Статья одного отставного идеолога о выносе кризиса вовне уже обосновывает войну как единственно возможную терапию — но факты свидетельствуют не в пользу такого лечения. Горький называл это «тушить огонь соломой».

Я не пытаюсь всерьез обсуждать концептуальную сторону «Матрицы» — как говорит Александр Сокуров по другому поводу, «кто он такой, чтобы я о нем говорил?». Я пытаюсь лишь разобраться в причинах успеха этой франшизы, в том, на какие болезненные темы высказались родственники Вачовски (ни братьями, ни сестрами их теперь называть некорректно). Им нельзя отказать в таланте и стилистической убедительности — достаточно вспомнить «Обитаемый остров» Бондарчука, на который «Матрица» повлияла очень сильно, да и вообще множество стилистических находок и приемов перекочевали оттуда в кино и литературу (а источником их, кстати, было в том числе и советское патетическое кино с его совершенно фэнтезийными допущениями и претензией на социальные обобщения).

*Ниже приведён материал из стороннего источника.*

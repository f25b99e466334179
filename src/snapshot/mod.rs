//! Snapshot store - durable mapping of pinned key to last seen record
//!
//! Read in full once at startup to drive reconciliation, then written per
//! key on every setup and every network update. Entries are `Option<Record>`
//! because a feed can be pinned before anything has been published on it.

pub mod memory;
pub mod sled_store;

pub use memory::MemorySnapshotStore;
pub use sled_store::SledSnapshotStore;

use async_trait::async_trait;

use crate::error::Result;
use crate::types::{PublicKey, Record};

/// Prefix for persisted snapshot keys (`pins.<hex>`)
pub const PIN_KEY_PREFIX: &str = "pins.";

/// Trait for snapshot persistence (allows different backends)
#[async_trait]
pub trait SnapshotStore: Send + Sync {
    /// Every persisted pin, ordered by key
    async fn read_all(&self) -> Result<Vec<(PublicKey, Option<Record>)>>;

    /// The persisted record for one key (`None` if absent or never published)
    async fn read(&self, key: &PublicKey) -> Result<Option<Record>>;

    /// Atomically replace the entry for one key
    async fn write(&self, key: &PublicKey, record: Option<&Record>) -> Result<()>;
}

/// Storage key for a pin
pub fn pin_key(key: &PublicKey) -> String {
    format!("{}{}", PIN_KEY_PREFIX, key)
}

/// Inverse of [`pin_key`]; `None` for foreign or malformed entries
pub fn parse_pin_key(raw: &str) -> Option<PublicKey> {
    raw.strip_prefix(PIN_KEY_PREFIX)?.parse().ok()
}

#[cfg(test)]
mod tests {
    use super::*;

    #[test]
    fn test_pin_key_round_trip() {
        let key = PublicKey::from_bytes([7u8; 32]);
        let raw = pin_key(&key);

        assert!(raw.starts_with("pins."));
        assert_eq!(parse_pin_key(&raw), Some(key));
    }

    #[test]
    fn test_parse_pin_key_rejects_foreign_entries() {
        assert_eq!(parse_pin_key("config.port"), None);
        assert_eq!(parse_pin_key("pins.not-a-key"), None);
    }
}
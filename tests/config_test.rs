//! Config loading and defaults integration tests

use std::io::Write;
use std::path::PathBuf;
use std::time::Duration;

use feed_pinner::config::MIN_POLL_INTERVAL_MS;
use feed_pinner::Config;

#[test]
fn test_minimal_config_uses_defaults() {
    let toml_str = r#"
[node]
data_dir = "/tmp/feed-pinner-test"
"#;

    let config: Config = toml::from_str(toml_str).expect("valid TOML");

    assert_eq!(config.node.data_dir, PathBuf::from("/tmp/feed-pinner-test"));
    assert_eq!(config.api.bind_addr, "0.0.0.0");
    assert_eq!(config.api.http_port, 3000);
    assert!(config.auth.tokens.is_empty());
    assert_eq!(config.pins.open_timeout(), Duration::from_secs(30));
    assert_eq!(config.pins.reconcile_interval(), Some(Duration::from_secs(300)));
    assert!(config.p2p.mdns_enabled);
    assert_eq!(config.p2p.listen_addrs, vec!["/ip4/0.0.0.0/tcp/4001".to_string()]);
    assert_eq!(
        config.snapshot_db_path(),
        PathBuf::from("/tmp/feed-pinner-test/pins.sled")
    );
}

#[test]
fn test_config_with_all_fields() {
    let toml_str = r#"
[node]
data_dir = "/var/lib/feed-pinner"

[api]
bind_addr = "127.0.0.1"
http_port = 8080

[auth]
tokens = ["alpha", "beta"]

[pins]
open_timeout_secs = 5
reconcile_interval_secs = 0

[p2p]
listen_addrs = ["/ip4/0.0.0.0/tcp/4500"]
bootstrap_nodes = ["/ip4/10.0.0.1/tcp/4001/p2p/12D3KooWDpJ7As7BWAwRMfu1VU2WCqNjvq387JEYKDBj4kx6nXTN"]
mdns_enabled = false
poll_interval_ms = 1500
query_timeout_secs = 10
"#;

    let config: Config = toml::from_str(toml_str).expect("valid TOML");

    assert_eq!(config.api.bind_addr, "127.0.0.1");
    assert_eq!(config.api.http_port, 8080);
    assert_eq!(config.auth.tokens, vec!["alpha", "beta"]);
    assert_eq!(config.pins.open_timeout(), Duration::from_secs(5));
    assert_eq!(config.pins.reconcile_interval(), None);
    assert_eq!(config.p2p.bootstrap_nodes.len(), 1);
    assert!(!config.p2p.mdns_enabled);
    assert_eq!(config.p2p.poll_interval(), Duration::from_millis(1500));
    assert_eq!(config.p2p.query_timeout(), Duration::from_secs(10));
}

#[test]
fn test_load_from_file() {
    let mut file = tempfile::NamedTempFile::new().unwrap();
    writeln!(
        file,
        r#"
[node]
data_dir = "/srv/pins"

[api]
http_port = 9000
"#
    )
    .unwrap();

    let config = Config::load(file.path()).unwrap();
    assert_eq!(config.node.data_dir, PathBuf::from("/srv/pins"));
    assert_eq!(config.api.http_port, 9000);
}

#[test]
fn test_missing_node_section_is_an_error() {
    let result: Result<Config, _> = toml::from_str("[api]\nhttp_port = 1\n");
    assert!(result.is_err());
}

#[test]
fn test_zero_poll_interval_is_clamped() {
    let toml_str = r#"
[node]
data_dir = "/tmp/feed-pinner-test"

[p2p]
poll_interval_ms = 0
"#;

    let config: Config = toml::from_str(toml_str).expect("valid TOML");
    assert_eq!(config.p2p.poll_interval_ms, 0);
    assert_eq!(
        config.p2p.poll_interval(),
        Duration::from_millis(MIN_POLL_INTERVAL_MS)
    );
}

К счастью, сами авторы переросли свое творение — «Матрица» отчасти дезавуирована элегичной, бесконечно печальной четвертой серией, которую я посмотрел уже после лекции. Там наконец все расставлено по местам… или нет? Потому что 

эта перестановка акцентов тоже не окончательна, и длить игру смело можно до новой перезагрузки.

Жаль только, что во всякой франшизе срабатывает главный закон нисходящего тренда, а переломить его можно только там, где у тоталитаризма нет ни единого шанса. Осталось понять, есть ли на свете такая страна, или человеческая природа везде требует разделения на Матрицу и Зион.